“
Please
don’t give me advice on how to make my marriage work! You’re not one to talk.” Quinn gasped and covered her mouth. “Oh, God. I’m sorry. I didn’t mean that.”
Georgette waved away the remark and then wrapped her arms around her friend. “It’s okay,” she said. “Because you’re right—I absolutely suck at marriage. But I do know one thing. You and Lewis need some time alone together.”
Quinn couldn’t imagine what “time alone together” would do for her marriage if Lewis wouldn’t speak to her, and by the time he got home her anxiety had been displaced by anger. She was petulant all through dinner, responding to his queries about her state of mind with curt answers like “I’m fine,” or “Don’t worry about it.”
“You sure you’re okay?” he asked.
She rolled her eyes. Why couldn’t he just let it rest? Didn’t he understand she wasn’t in the mood to talk?
“Whatever,” she said.
“That sounds angry.”
“Just leave it alone, Lewis.”
“Honey, how can I help you if you don’t tell me what’s going on?” he asked.

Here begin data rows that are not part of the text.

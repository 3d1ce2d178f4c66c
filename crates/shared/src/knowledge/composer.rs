use tracing::warn;

use crate::config::KnowledgeConfig;
use crate::models::ProductSummary;

use super::catalog::{CatalogError, ChatbotCatalog, ChatbotRecord, ProductRecord};
use super::{KnowledgeFetcher, truncate_chars};

const MAX_PRODUCT_DESCRIPTION_CHARS: usize = 400;
const KNOWLEDGE_HINT_MAX_CHARS: usize = 600;

const KNOWLEDGE_BASE_BEGIN: &str = "=== KNOWLEDGE BASE START ===";
const KNOWLEDGE_BASE_END: &str = "=== KNOWLEDGE BASE END ===";
const NO_KNOWLEDGE_MARKER: &str = "NO KNOWLEDGE BASE PROVIDED";

/// Per-request knowledge context. Never persisted.
#[derive(Debug, Clone)]
pub struct KnowledgeBasePayload {
    pub policy_text: String,
    pub url_excerpt: String,
    pub products: Vec<ProductSummary>,
}

impl KnowledgeBasePayload {
    /// The excerpt slot holds either operator-authored text or fetched page
    /// text, never both.
    pub fn excerpt(&self) -> &str {
        if self.policy_text.is_empty() {
            &self.url_excerpt
        } else {
            &self.policy_text
        }
    }

    /// Short knowledge sample handed to the next-suggestion service.
    pub fn hint(&self) -> String {
        truncate_chars(self.excerpt(), KNOWLEDGE_HINT_MAX_CHARS)
    }
}

#[derive(Debug, Clone)]
pub struct ComposedContext {
    pub chatbot: ChatbotRecord,
    pub payload: KnowledgeBasePayload,
    pub system_prompt: String,
}

/// Merges static operator text, fetched URL content and the tenant's product
/// catalog into one bounded prompt context.
pub struct KnowledgeComposer {
    fetcher: KnowledgeFetcher,
    config: KnowledgeConfig,
}

impl KnowledgeComposer {
    pub fn new(fetcher: KnowledgeFetcher, config: KnowledgeConfig) -> Self {
        Self { fetcher, config }
    }

    /// Builds the knowledge payload and system prompt for one chat turn.
    /// Returns `None` when the chatbot does not exist. Product lookup
    /// failures degrade to an empty catalog; missing knowledge must not
    /// fail the turn.
    pub async fn compose(
        &self,
        catalog: &dyn ChatbotCatalog,
        chatbot_id: i64,
    ) -> Result<Option<ComposedContext>, CatalogError> {
        let Some(chatbot) = catalog.load_chatbot(chatbot_id).await? else {
            return Ok(None);
        };

        let policy_text = truncate_chars(
            chatbot.knowledge_base_text.trim(),
            self.config.max_context_chars,
        );

        // Operator-authored text wins outright: the URL fetch is skipped
        // entirely when static text already fills the slot.
        let url_excerpt = if policy_text.is_empty() {
            self.fetcher
                .fetch(&chatbot.knowledge_base_url, self.config.max_context_chars)
                .await
        } else {
            String::new()
        };

        let products = match catalog.list_products(chatbot_id).await {
            Ok(records) => records.iter().map(project_product).collect(),
            Err(err) => {
                warn!("product catalog lookup failed for chatbot {chatbot_id}: {err}");
                Vec::new()
            }
        };

        let payload = KnowledgeBasePayload {
            policy_text,
            url_excerpt,
            products,
        };
        let system_prompt = render_system_prompt(&chatbot, &payload);

        Ok(Some(ComposedContext {
            chatbot,
            payload,
            system_prompt,
        }))
    }
}

fn project_product(record: &ProductRecord) -> ProductSummary {
    ProductSummary {
        name: record.name.clone(),
        description: truncate_chars(&record.description, MAX_PRODUCT_DESCRIPTION_CHARS),
        price: record.price.clone(),
        product_url: record.product_url.clone(),
        image_url: record.image_url.clone(),
        button_text: record.button_text.clone(),
    }
}

fn render_system_prompt(chatbot: &ChatbotRecord, payload: &KnowledgeBasePayload) -> String {
    let mut prompt = format!(
        "You are \"{}\", the AI shopping assistant of this store's chat widget.\n\n",
        chatbot.name
    );

    let excerpt = payload.excerpt();
    prompt.push_str(KNOWLEDGE_BASE_BEGIN);
    prompt.push('\n');
    if excerpt.is_empty() {
        prompt.push_str(NO_KNOWLEDGE_MARKER);
    } else {
        prompt.push_str(excerpt);
    }
    prompt.push('\n');
    prompt.push_str(KNOWLEDGE_BASE_END);
    prompt.push('\n');

    if !payload.products.is_empty() {
        prompt.push_str("\nPRODUCT CATALOG:\n");
        for product in &payload.products {
            prompt.push_str(&format!(
                "- {} | {} | {}\n",
                product.name, product.price, product.description
            ));
        }
    }

    if !chatbot.store_url.trim().is_empty() {
        prompt.push_str(&format!("\nStore page: {}\n", chatbot.store_url.trim()));
    }

    prompt.push_str(&format!(
        "\nResponse guidelines:\n\
         1. Always answer in the customer's language ({}).\n\
         2. Prefer facts from the knowledge base and product catalog over general knowledge.\n\
         3. For greetings and small talk, reply briefly and conversationally.\n\
         4. When the knowledge base does not cover a question, say so and point the customer \
         to the store page or to opening a support ticket.\n\
         5. Keep answers concise and never invent product details or prices.\n",
        chatbot.language
    ));

    prompt
}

That did it. “I guess you don’t like it when I won’t talk to you, right?” she said, seething.
“Huh?”
“How the hell do you think
I
feel when you turn to stone around me and yet go running to Georgette to spill your guts?”
“What?”
“I saw you jog over there to talk to her last night. And then today, the first thing you did after we spoke was call Georgette to talk about it!”
“Honey—”
“The other night,” she went on, “you made a big fuss over the fact that you’re there for me. Well, I’m here for you, too, Lewis, only you seem to be able to talk to anyone but me!”
“Calm down.”
“I will
not
calm down!” She was crying now. “You’re the most important thing in my life and you’re closing me out.”
He grabbed her by the shoulders. “Quinn, listen to me. The reason I went to talk to Georgette last night is because I was planning a surprise for you.”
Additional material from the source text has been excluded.